I’ve mentioned this ‘problem’ that I have as a camera gear reviewer. I’m always asked the same question: “What’s the best Fujifilm camera body and lens to buy?” I know I shouldn’t be surprised. If I was a wine taste tester, I would expect people to ask me what’s the ‘best’ wine. However, a better question to ask would be: “What’s your ‘favourite’ wine and why?” So here are my favourite Fujifilm camera kits and the reasons why I like them. These kits will not be in any particular order, although I will reveal which is my desert island scenario. Do you think you can guess which body and lens it is?
Compact Performance Kit: Fujifilm X-E3 with the XF23mmF2 R WR
Since the release of the Fujifilm X-E3, I’ve shot with it extensively. At the time of release the X-E3 had the quickest and most accurate AF in the entire lineup. When matched with the quick-focusing XF23mmF2 R WR, this kit focused as quick as top DSLRs from other manufacturers. It’s slightly larger than the X100F but has the performance of the X-T2. It’s great for vlogging too, since I can trust the AF without having to look at the screen (although I’m not a fan of the 2.5mm microphone input). The missing D-Pad was less of an issue for me than I thought since the joystick + touch screen combination makes up any loss of function or control. In fact I prefer the joystick/touchscreen combination on the X-E3 versus the D-PAD/touchscreen of the X-T20. This camera is small enough to be ignored, perfect when you want to shoot like a pro but don’t want to attract unwanted attention.
Professional Compact Kit: X-T2 with XF23mmF2 R WR or XF35mmF2 R WR
The X-T2 is a workhorse. I’ve had my review copy since it was brand new and I have taken this thing everywhere. Not only does it do a great job with video, but the large EVF is great for shooting in all types of weather or lighting conditions. Having all the professional I/O peripherals (dual card slot, USB 3.0, battery grip, etc.) I know I can get the job done. Coupled with one of the WR Fujicron lenses the entire kit is rugged and weather-proofed against the elements. Although the XF23mmF1.4 or XF35mmF1.4 lenses are optically stunning, the first generation design (no WR, noisy, slow and inaccurate AF) keeps them off of my top list. In the snow, in the rain, in extreme humidity and heat, the X-T2 and one of the Fujicron lenses is my top choice for a professional body with a compact lens.

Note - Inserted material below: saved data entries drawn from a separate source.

//! Checkout, order and payment callback handlers.

use axum::{
    extract::{rejection::QueryRejection, Path, Query, State},
    http::StatusCode,
    Json,
};
use serde::{Deserialize, Serialize};
use validator::Validate;

use super::{AppState, Payload};
use crate::auth::{Admin, Caller, SignedCallback};
use crate::domain::aggregates::{DeletedOrder, Order, OrderDetail, Transition};
use crate::domain::value_objects::OrderStatus;
use crate::error::{Result, ShopError};
use crate::services::{CheckoutLine, OrderPage};
use crate::store::Page;

#[derive(Debug, Deserialize, Validate)]
pub struct StatusRequest {
    #[serde(default)]
    #[validate(length(min = 1, message = "status is required"))]
    pub status: String,
}

#[derive(Debug, Deserialize, Validate)]
#[serde(rename_all = "camelCase")]
pub struct CheckoutItem {
    #[validate(length(min = 1))]
    pub product_id: String,
    #[validate(range(min = 1))]
    pub quantity: i32,
}

#[derive(Debug, Deserialize, Validate)]
#[serde(rename_all = "camelCase")]
pub struct CheckoutRequest {
    #[serde(default)]
    #[validate]
    pub items: Vec<CheckoutItem>,
    pub shipping_address: Option<String>,
}

#[derive(Debug, Deserialize, Validate)]
#[serde(rename_all = "camelCase")]
pub struct PaymentCallback {
    #[serde(default)]
    #[validate(length(min = 1, message = "Order ID is required"))]
    pub order_id: String,
}

/// Confirmed payment. `order_id` is the payment reference issued at checkout.
#[derive(Debug, Deserialize, Validate)]
#[serde(rename_all = "camelCase")]
pub struct PaymentConfirmation {
    #[serde(default)]
    #[validate(length(min = 1, message = "Order ID is required"))]
    pub order_id: String,
    #[validate(range(min = 0))]
    pub amount: i64,
}

#[derive(Debug, Serialize)]
#[serde(rename_all = "camelCase")]
pub struct PaymentCallbackResponse {
    pub message: String,
    pub order_id: String,
    pub status: OrderStatus,
    pub changed: bool,
}

#[derive(Debug, Serialize)]
pub struct CancelResponse {
    pub message: &'static str,
    pub order: Order,
}

#[derive(Debug, Default, Deserialize)]
pub struct ListParams {
    pub page: Option<u32>,
    pub limit: Option<u32>,
    #[serde(default)]
    pub all: bool,
}

pub async fn checkout(State(s): State<AppState>, caller: Caller, Payload(r): Payload<CheckoutRequest>) -> Result<(StatusCode, Json<OrderDetail>)> {
    let lines: Vec<CheckoutLine> = r.items.into_iter()
        .map(|i| CheckoutLine { product_id: i.product_id, quantity: i.quantity })
        .collect();
    let detail = s.orders.place_order(&caller, &lines, r.shipping_address).await?;
    Ok((StatusCode::CREATED, Json(detail)))
}

pub async fn list_orders(
    State(s): State<AppState>,
    caller: Caller,
    params: std::result::Result<Query<ListParams>, QueryRejection>,
) -> Result<Json<OrderPage>> {
    let Query(p) = params.map_err(|e| ShopError::InvalidInput(e.body_text()))?;
    Ok(Json(s.orders.list_orders(&caller, p.all, Page::new(p.page, p.limit)).await?))
}

pub async fn get_order(State(s): State<AppState>, caller: Caller, Path(id): Path<String>) -> Result<Json<OrderDetail>> {
    Ok(Json(s.orders.get_order(&caller, &id).await?))
}

pub async fn cancel_order(State(s): State<AppState>, caller: Caller, Path(id): Path<String>) -> Result<Json<CancelResponse>> {
    let order = s.orders.cancel_order(&caller, &id).await?;
    Ok(Json(CancelResponse { message: "Order cancelled successfully.", order }))
}

pub async fn update_order_status(
    State(s): State<AppState>,
    admin: Admin,
    Path(id): Path<String>,
    Payload(r): Payload<StatusRequest>,
) -> Result<Json<Order>> {
    Ok(Json(s.orders.update_status(&admin, &id, &r.status).await?))
}

pub async fn delete_order(State(s): State<AppState>, admin: Admin, Path(id): Path<String>) -> Result<Json<DeletedOrder>> {
    Ok(Json(s.orders.delete_order(&admin, &id).await?))
}

pub async fn payment_failed(State(s): State<AppState>, Payload(r): Payload<PaymentCallback>) -> Result<Json<PaymentCallbackResponse>> {
    let transition = s.orders.mark_failed_payment(&r.order_id).await?;
    Ok(Json(callback_response(transition, "Order status updated to canceled")))
}

pub async fn payment_succeeded(
    State(s): State<AppState>,
    signed: SignedCallback,
    Payload(r): Payload<PaymentConfirmation>,
) -> Result<Json<PaymentCallbackResponse>> {
    let transition = s.orders.mark_paid(&signed, &r.order_id, r.amount).await?;
    Ok(Json(callback_response(transition, "Order marked as paid")))
}

fn callback_response(transition: Transition, applied: &str) -> PaymentCallbackResponse {
    let changed = transition.is_applied();
    let order = transition.into_order();
    let message = if changed {
        applied.to_string()
    } else {
        format!("Order is no longer pending (status {}), nothing changed", order.status)
    };
    PaymentCallbackResponse { message, order_id: order.id, status: order.status, changed }
}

Professional Zoom Kit: X-T2 with XF10-24mmF4 R OIS
For certain types of photography, switching lenses while shooting is not an option. This is especially true for travel photography when you encounter extreme weather conditions. Last year I was in Bangkok and it was hitting 40 Celsius (104 F) and super humid. I wasn’t going to risk getting any humidity or moisture in the sensor chamber. Although the XF 10-24mm lens is not WR (although it should be) it seems to handle extreme weather well. Having all the major focal lengths for street photography (other than the XF35mm), architectural-landscape and for video/vlogging, this lens is perfect for me. I know for others the XF16-55mmF2.8 R WR is the better zoom option, especially coupled with the new X-H1 (full 5+ stops of stabilization). For me it’s too big and the lens just isn’t wide enough. Hopefully a larger image circle but compact XF10-18mmF4 R OIS WR can be made in the future. For now, the XF10-24mm lens matched with the X-T2 is my choice as a professional zoom lens kit for travel, video, street and landscape.

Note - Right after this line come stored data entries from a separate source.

//! PostgreSQL store.

use async_trait::async_trait;
use chrono::{DateTime, Utc};
use sqlx::postgres::PgPoolOptions;
use sqlx::PgPool;

use super::{Page, Store, StoreError, StoreResult};
use crate::domain::aggregates::{
    Answer, DeletedOrder, NewOrder, Order, OrderLineItem, Product, PurgeCounts, Question, Review, ReviewVideo,
    Transition,
};
use crate::domain::value_objects::{ModerationStatus, Money, OrderStatus};

#[derive(Clone)]
pub struct PgStore {
    pool: PgPool,
}

impl PgStore {
    pub fn new(pool: PgPool) -> Self { Self { pool } }

    pub async fn connect(database_url: &str, max_connections: u32) -> Result<Self, sqlx::Error> {
        let pool = PgPoolOptions::new().max_connections(max_connections).connect(database_url).await?;
        Ok(Self { pool })
    }

    pub fn pool(&self) -> &PgPool { &self.pool }
}

#[derive(sqlx::FromRow)]
struct ProductRow { id: String, name: String, price: i64, created_at: DateTime<Utc> }

impl From<ProductRow> for Product {
    fn from(r: ProductRow) -> Self { Product { id: r.id, name: r.name, price: Money::won(r.price), created_at: r.created_at } }
}

#[derive(sqlx::FromRow)]
struct OrderRow {
    id: String, user_id: String, status: String, total: i64, toss_order_id: String,
    shipping_address: Option<String>, created_at: DateTime<Utc>, updated_at: DateTime<Utc>,
}

impl TryFrom<OrderRow> for Order {
    type Error = StoreError;
    fn try_from(r: OrderRow) -> Result<Self, Self::Error> {
        let status = r.status.parse::<OrderStatus>()
            .map_err(|_| StoreError::DataCorruption(format!("order {} has status {:?}", r.id, r.status)))?;
        Ok(Order {
            id: r.id, user_id: r.user_id, status, total: Money::won(r.total), toss_order_id: r.toss_order_id,
            shipping_address: r.shipping_address, created_at: r.created_at, updated_at: r.updated_at,
        })
    }
}

#[derive(sqlx::FromRow)]
struct LineItemRow { id: String, order_id: String, product_id: String, quantity: i32, price: i64 }

impl From<LineItemRow> for OrderLineItem {
    fn from(r: LineItemRow) -> Self {
        OrderLineItem { id: r.id, order_id: r.order_id, product_id: r.product_id, quantity: r.quantity, price: Money::won(r.price) }
    }
}

#[derive(sqlx::FromRow)]
struct ReviewRow {
    id: String, user_id: String, product_id: String, rating: i32, content: String, status: String,
    created_at: DateTime<Utc>, updated_at: DateTime<Utc>,
}

impl TryFrom<ReviewRow> for Review {
    type Error = StoreError;
    fn try_from(r: ReviewRow) -> Result<Self, Self::Error> {
        let status = moderation(&r.status, "review", &r.id)?;
        Ok(Review {
            id: r.id, user_id: r.user_id, product_id: r.product_id, rating: r.rating, content: r.content,
            status, created_at: r.created_at, updated_at: r.updated_at,
        })
    }
}

#[derive(sqlx::FromRow)]
struct ReviewVideoRow { id: String, review_id: String, url: String, status: String, created_at: DateTime<Utc>, updated_at: DateTime<Utc> }

impl TryFrom<ReviewVideoRow> for ReviewVideo {
    type Error = StoreError;
    fn try_from(r: ReviewVideoRow) -> Result<Self, Self::Error> {
        let status = moderation(&r.status, "review video", &r.id)?;
        Ok(ReviewVideo { id: r.id, review_id: r.review_id, url: r.url, status, created_at: r.created_at, updated_at: r.updated_at })
    }
}

#[derive(sqlx::FromRow)]
struct QuestionRow { id: String, product_id: String, user_id: String, question_text: String, status: String, created_at: DateTime<Utc> }

impl TryFrom<QuestionRow> for Question {
    type Error = StoreError;
    fn try_from(r: QuestionRow) -> Result<Self, Self::Error> {
        let status = moderation(&r.status, "question", &r.id)?;
        Ok(Question { id: r.id, product_id: r.product_id, user_id: r.user_id, question_text: r.question_text, status, created_at: r.created_at })
    }
}

fn moderation(value: &str, entity: &str, id: &str) -> StoreResult<ModerationStatus> {
    value.parse().map_err(|_| StoreError::DataCorruption(format!("{entity} {id} has status {value:?}")))
}

#[async_trait]
impl Store for PgStore {
    async fn user_exists(&self, user_id: &str) -> StoreResult<bool> {
        let found: Option<(String,)> = sqlx::query_as("SELECT id FROM users WHERE id = $1")
            .bind(user_id).fetch_optional(&self.pool).await?;
        Ok(found.is_some())
    }

    async fn insert_product(&self, p: &Product) -> StoreResult<()> {
        sqlx::query("INSERT INTO products (id, name, price, created_at) VALUES ($1, $2, $3, $4)")
            .bind(&p.id).bind(&p.name).bind(p.price.amount()).bind(p.created_at)
            .execute(&self.pool).await?;
        Ok(())
    }

    async fn find_product(&self, id: &str) -> StoreResult<Option<Product>> {
        let row = sqlx::query_as::<_, ProductRow>("SELECT * FROM products WHERE id = $1")
            .bind(id).fetch_optional(&self.pool).await?;
        Ok(row.map(Product::from))
    }

    async fn find_products(&self, ids: &[String]) -> StoreResult<Vec<Product>> {
        let rows = sqlx::query_as::<_, ProductRow>("SELECT * FROM products WHERE id = ANY($1)")
            .bind(ids).fetch_all(&self.pool).await?;
        Ok(rows.into_iter().map(Product::from).collect())
    }

    async fn insert_order(&self, o: &NewOrder) -> StoreResult<Order> {
        let mut tx = self.pool.begin().await?;
        let row = sqlx::query_as::<_, OrderRow>("INSERT INTO orders (id, user_id, status, total, toss_order_id, shipping_address, created_at, updated_at) VALUES ($1, $2, 'PENDING', $3, $4, $5, $6, $6) RETURNING *")
            .bind(o.id()).bind(o.user_id()).bind(o.total().amount()).bind(o.toss_order_id()).bind(o.shipping_address()).bind(o.created_at())
            .fetch_one(&mut *tx).await?;
        for item in o.items() {
            sqlx::query("INSERT INTO order_line_items (id, order_id, product_id, quantity, price) VALUES ($1, $2, $3, $4, $5)")
                .bind(&item.id).bind(&item.order_id).bind(&item.product_id).bind(item.quantity).bind(item.price.amount())
                .execute(&mut *tx).await?;
        }
        tx.commit().await?;
        row.try_into()
    }

    async fn find_order(&self, id: &str) -> StoreResult<Option<Order>> {
        sqlx::query_as::<_, OrderRow>("SELECT * FROM orders WHERE id = $1")
            .bind(id).fetch_optional(&self.pool).await?
            .map(Order::try_from).transpose()
    }

    async fn find_order_by_reference(&self, reference: &str) -> StoreResult<Option<Order>> {
        sqlx::query_as::<_, OrderRow>("SELECT * FROM orders WHERE toss_order_id = $1")
            .bind(reference).fetch_optional(&self.pool).await?
            .map(Order::try_from).transpose()
    }

    async fn line_items(&self, order_id: &str) -> StoreResult<Vec<OrderLineItem>> {
        let rows = sqlx::query_as::<_, LineItemRow>("SELECT * FROM order_line_items WHERE order_id = $1 ORDER BY id")
            .bind(order_id).fetch_all(&self.pool).await?;
        Ok(rows.into_iter().map(OrderLineItem::from).collect())
    }

    async fn list_orders(&self, user_id: Option<&str>, page: Page) -> StoreResult<(Vec<Order>, i64)> {
        let rows = sqlx::query_as::<_, OrderRow>("SELECT * FROM orders WHERE ($1::text IS NULL OR user_id = $1) ORDER BY created_at DESC, id DESC LIMIT $2 OFFSET $3")
            .bind(user_id).bind(i64::from(page.limit)).bind(page.offset() as i64)
            .fetch_all(&self.pool).await?;
        let total: (i64,) = sqlx::query_as("SELECT COUNT(*) FROM orders WHERE ($1::text IS NULL OR user_id = $1)")
            .bind(user_id).fetch_one(&self.pool).await?;
        let orders = rows.into_iter().map(Order::try_from).collect::<StoreResult<Vec<_>>>()?;
        Ok((orders, total.0))
    }

    async fn set_order_status(&self, id: &str, status: OrderStatus) -> StoreResult<Option<Order>> {
        sqlx::query_as::<_, OrderRow>("UPDATE orders SET status = $2, updated_at = NOW() WHERE id = $1 RETURNING *")
            .bind(id).bind(status.as_str()).fetch_optional(&self.pool).await?
            .map(Order::try_from).transpose()
    }

    async fn transition_order_status(&self, id: &str, from: OrderStatus, to: OrderStatus) -> StoreResult<Option<Transition>> {
        let updated = sqlx::query_as::<_, OrderRow>("UPDATE orders SET status = $3, updated_at = NOW() WHERE id = $1 AND status = $2 RETURNING *")
            .bind(id).bind(from.as_str()).bind(to.as_str())
            .fetch_optional(&self.pool).await?;
        if let Some(row) = updated {
            return Ok(Some(Transition::Applied(row.try_into()?)));
        }
        Ok(self.find_order(id).await?.map(Transition::Unchanged))
    }

    async fn delete_order_cascade(&self, id: &str) -> StoreResult<Option<DeletedOrder>> {
        let mut tx = self.pool.begin().await?;
        let locked = sqlx::query_as::<_, OrderRow>("SELECT * FROM orders WHERE id = $1 FOR UPDATE")
            .bind(id).fetch_optional(&mut *tx).await?;
        if locked.is_none() {
            tx.rollback().await?;
            return Ok(None);
        }
        let items = sqlx::query("DELETE FROM order_line_items WHERE order_id = $1")
            .bind(id).execute(&mut *tx).await?.rows_affected();
        let row = sqlx::query_as::<_, OrderRow>("DELETE FROM orders WHERE id = $1 RETURNING *")
            .bind(id).fetch_one(&mut *tx).await?;
        tx.commit().await?;
        Ok(Some(DeletedOrder { order: row.try_into()?, deleted_line_items: items }))
    }

    async fn delete_orders_for_user(&self, user_id: &str) -> StoreResult<PurgeCounts> {
        let mut tx = self.pool.begin().await?;
        let items = sqlx::query("DELETE FROM order_line_items WHERE order_id IN (SELECT id FROM orders WHERE user_id = $1)")
            .bind(user_id).execute(&mut *tx).await?.rows_affected();
        let orders = sqlx::query("DELETE FROM orders WHERE user_id = $1")
            .bind(user_id).execute(&mut *tx).await?.rows_affected();
        tx.commit().await?;
        Ok(PurgeCounts { deleted_orders: orders, deleted_line_items: items })
    }

    async fn list_reviews(&self, status: Option<ModerationStatus>) -> StoreResult<Vec<Review>> {
        sqlx::query_as::<_, ReviewRow>("SELECT * FROM reviews WHERE ($1::text IS NULL OR status = $1) ORDER BY created_at DESC, id DESC")
            .bind(status.map(|s| s.as_str())).fetch_all(&self.pool).await?
            .into_iter().map(Review::try_from).collect()
    }

    async fn set_review_status(&self, id: &str, status: ModerationStatus) -> StoreResult<Option<Review>> {
        sqlx::query_as::<_, ReviewRow>("UPDATE reviews SET status = $2, updated_at = NOW() WHERE id = $1 RETURNING *")
            .bind(id).bind(status.as_str()).fetch_optional(&self.pool).await?
            .map(Review::try_from).transpose()
    }

    async fn list_review_videos(&self, status: Option<ModerationStatus>) -> StoreResult<Vec<ReviewVideo>> {
        sqlx::query_as::<_, ReviewVideoRow>("SELECT * FROM review_videos WHERE ($1::text IS NULL OR status = $1) ORDER BY created_at DESC, id DESC")
            .bind(status.map(|s| s.as_str())).fetch_all(&self.pool).await?
            .into_iter().map(ReviewVideo::try_from).collect()
    }

    async fn set_review_video_status(&self, id: &str, status: ModerationStatus) -> StoreResult<Option<ReviewVideo>> {
        sqlx::query_as::<_, ReviewVideoRow>("UPDATE review_videos SET status = $2, updated_at = NOW() WHERE id = $1 RETURNING *")
            .bind(id).bind(status.as_str()).fetch_optional(&self.pool).await?
            .map(ReviewVideo::try_from).transpose()
    }

    async fn insert_question(&self, q: &Question) -> StoreResult<()> {
        sqlx::query("INSERT INTO questions (id, product_id, user_id, question_text, status, created_at) VALUES ($1, $2, $3, $4, $5, $6)")
            .bind(&q.id).bind(&q.product_id).bind(&q.user_id).bind(&q.question_text).bind(q.status.as_str()).bind(q.created_at)
            .execute(&self.pool).await?;
        Ok(())
    }

    async fn find_question(&self, id: &str) -> StoreResult<Option<Question>> {
        sqlx::query_as::<_, QuestionRow>("SELECT * FROM questions WHERE id = $1")
            .bind(id).fetch_optional(&self.pool).await?
            .map(Question::try_from).transpose()
    }

    async fn insert_answer(&self, a: &Answer) -> StoreResult<()> {
        sqlx::query("INSERT INTO answers (id, question_id, user_id, answer_text, created_at) VALUES ($1, $2, $3, $4, $5)")
            .bind(&a.id).bind(&a.question_id).bind(&a.user_id).bind(&a.answer_text).bind(a.created_at)
            .execute(&self.pool).await?;
        Ok(())
    }

    async fn delete_sourced_products(&self, status: Option<&str>) -> StoreResult<u64> {
        let deleted = sqlx::query("DELETE FROM sourced_products WHERE ($1::text IS NULL OR status = $1)")
            .bind(status).execute(&self.pool).await?.rows_affected();
        Ok(deleted)
    }
}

Top Image Quality Studio/Landscape/Travel: GFX 50S with the GF45mm, GF63mm, GF120mm
If you’re all about achieving top image quality, look no further than the GFX 50S. This digital medium format camera delivers and then some. Using the same (but modified) X Processor Pro found in the latest X Series cameras, the camera shoots just like an X-T2 or X-H1, except bigger. It’s as big as the top full frame DSLRs on the market, although slightly lighter. Every single lens in the GF lineup is as good or better than the competition, and I’m not surprised. Before the digital era, Fujifilm was one of the most prolific and creative medium format manufacturers, and they even made lenses for other brands such as Hasselblad. I have tested every lens available (except the recently announced GF250mmD4), and my overall favourites are the GF45mm (XF23mm equiv), GF63mm (XF 35mm equiv) and GF120mm (95mm full-frame equiv or similar to XF60mm macro). If you can only afford a single lens, I would recommend the GF63mmF2.8 R WR (the entire system is WR). It is optically stunning, and it’s the smallest and lightest GF lens. The slightly bigger and heavier GF45mm is a great walk-around lens, if you wish to use the GFX 50S as a walk-around camera.

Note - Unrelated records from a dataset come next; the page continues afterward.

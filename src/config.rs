//! Process configuration from environment variables.

use thiserror::Error;

#[derive(Debug, Error, PartialEq, Eq)]
pub enum ConfigError {
    #[error("missing environment variable {0}")]
    Missing(&'static str),
    #[error("invalid value for {name}: {value:?}")]
    Invalid { name: &'static str, value: String },
}

#[derive(Clone, Debug)]
pub struct Config {
    pub database_url: String,
    pub port: u16,
    pub database_max_connections: u32,
    pub jwt_secret: String,
    pub jwt_issuer: String,
    /// Shared secret the payment bridge presents on settlement callbacks.
    pub payment_callback_secret: String,
    pub nats_url: Option<String>,
}

impl Config {
    pub const DEFAULT_PORT: u16 = 8083;
    pub const DEFAULT_MAX_CONNECTIONS: u32 = 10;
    pub const DEFAULT_ISSUER: &'static str = "miga-shop";

    pub fn from_env() -> Result<Self, ConfigError> {
        Self::from_lookup(|key| std::env::var(key).ok())
    }

    /// Build from an arbitrary key lookup. Empty values count as unset.
    pub fn from_lookup(lookup: impl Fn(&str) -> Option<String>) -> Result<Self, ConfigError> {
        let get = |key: &str| lookup(key).filter(|v| !v.trim().is_empty());
        let required = |key: &'static str| get(key).ok_or(ConfigError::Missing(key));

        Ok(Self {
            database_url: required("DATABASE_URL")?,
            port: parse_or(get("PORT"), "PORT", Self::DEFAULT_PORT)?,
            database_max_connections: parse_or(get("DATABASE_MAX_CONNECTIONS"), "DATABASE_MAX_CONNECTIONS", Self::DEFAULT_MAX_CONNECTIONS)?,
            jwt_secret: required("JWT_SECRET")?,
            jwt_issuer: get("JWT_ISSUER").unwrap_or_else(|| Self::DEFAULT_ISSUER.to_string()),
            payment_callback_secret: required("PAYMENT_CALLBACK_SECRET")?,
            nats_url: get("NATS_URL"),
        })
    }
}

fn parse_or<T: std::str::FromStr>(value: Option<String>, name: &'static str, default: T) -> Result<T, ConfigError> {
    match value {
        None => Ok(default),
        Some(v) => v.trim().parse().map_err(|_| ConfigError::Invalid { name, value: v }),
    }
}

#[cfg(test)]
mod tests {
    use super::*;
    use std::collections::HashMap;

    fn lookup(pairs: &[(&str, &str)]) -> impl Fn(&str) -> Option<String> {
        let map: HashMap<String, String> = pairs.iter().map(|(k, v)| (k.to_string(), v.to_string())).collect();
        move |key| map.get(key).cloned()
    }

    #[test]
    fn test_defaults() {
        let cfg = Config::from_lookup(lookup(&[
            ("DATABASE_URL", "postgres://localhost/miga"),
            ("JWT_SECRET", "s"),
            ("PAYMENT_CALLBACK_SECRET", "cb"),
        ])).unwrap();
        assert_eq!(cfg.port, 8083);
        assert_eq!(cfg.database_max_connections, 10);
        assert_eq!(cfg.jwt_issuer, "miga-shop");
        assert_eq!(cfg.payment_callback_secret, "cb");
        assert!(cfg.nats_url.is_none());
    }

    #[test]
    fn test_missing_and_invalid() {
        assert_eq!(Config::from_lookup(lookup(&[("JWT_SECRET", "s")])).unwrap_err(), ConfigError::Missing("DATABASE_URL"));
        assert_eq!(
            Config::from_lookup(lookup(&[("DATABASE_URL", "x"), ("JWT_SECRET", "s"), ("PAYMENT_CALLBACK_SECRET", "cb"), ("PORT", "http")])).unwrap_err(),
            ConfigError::Invalid { name: "PORT", value: "http".into() }
        );
        assert_eq!(
            Config::from_lookup(lookup(&[("DATABASE_URL", "x"), ("JWT_SECRET", " ")])).unwrap_err(),
            ConfigError::Missing("JWT_SECRET")
        );
        assert_eq!(
            Config::from_lookup(lookup(&[("DATABASE_URL", "x"), ("JWT_SECRET", "s")])).unwrap_err(),
            ConfigError::Missing("PAYMENT_CALLBACK_SECRET")
        );
    }
}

Although many might think the GF110mmF2 R LM WR is the better portrait lens, hear me out about the more versatile GF120mmF4 R LM OIS WR Macro. Wide open, it’s hard to focus with the GF110mmF2 because the depth of field is so shallow. You have to go into manual focus mode and still punch in, making sure you’re focusing correctly. I also find the transition between focus and out of focus less smooth on this lens versus the GF120mmF4. Shooting the GF120mmF4 wide open is similar to shooting an XF series lens at around f/2, so the out of focus look is still very shallow. The transition between focus and out of focus is also beautiful. Finally, this lens is OIS and has macro capabilities, making this lens very versatile.
Honourable Mentions/ Final Thoughts
Although the Fujifilm X100F is technically not a ‘kit’ camera, you can add the telephoto and wide angle converters, but I don’t recommend it. It’s not that the adapters don’t work, but the whole reason to buy the X100 series is to be small and light. By the time you add the converter lenses (especially the telephoto) you’re bigger and heavier than the X-E3 and equivalent prime. I adore the X100F, and it’s the one camera in the Fujifilm lineup that loyal Sony, Canon, Nikon and Pentax shooters can be found using as their daily carry or vacation camera. Another great option is the X70 as an even more compact camera. It’s truly a pocketable camera (jacket or loose pants pocket) and I am confident Fujifilm will build another version of it in the near future (fingers crossed).
In conclusion, these are my top picks as my favourite Fujifilm cameras and lenses to shoot with. If I was forced to choose just a single kit for work and for play (which includes video, stills, travel, street) I would have to pick the X-T2 with the XF 23mmF2 R WR. Yes, I did review the X-H1 but I feel the firmware needs a bit more refinement and IBIS is not very high on my list of priorities. As for the lens, I also really love the XF10-24mmF4 lens but I don’t always want to carry such a large lens around. The XF23mmF2 has served me well and is the most-used lens in the X Series lineup (followed by the XF10-24mmF4).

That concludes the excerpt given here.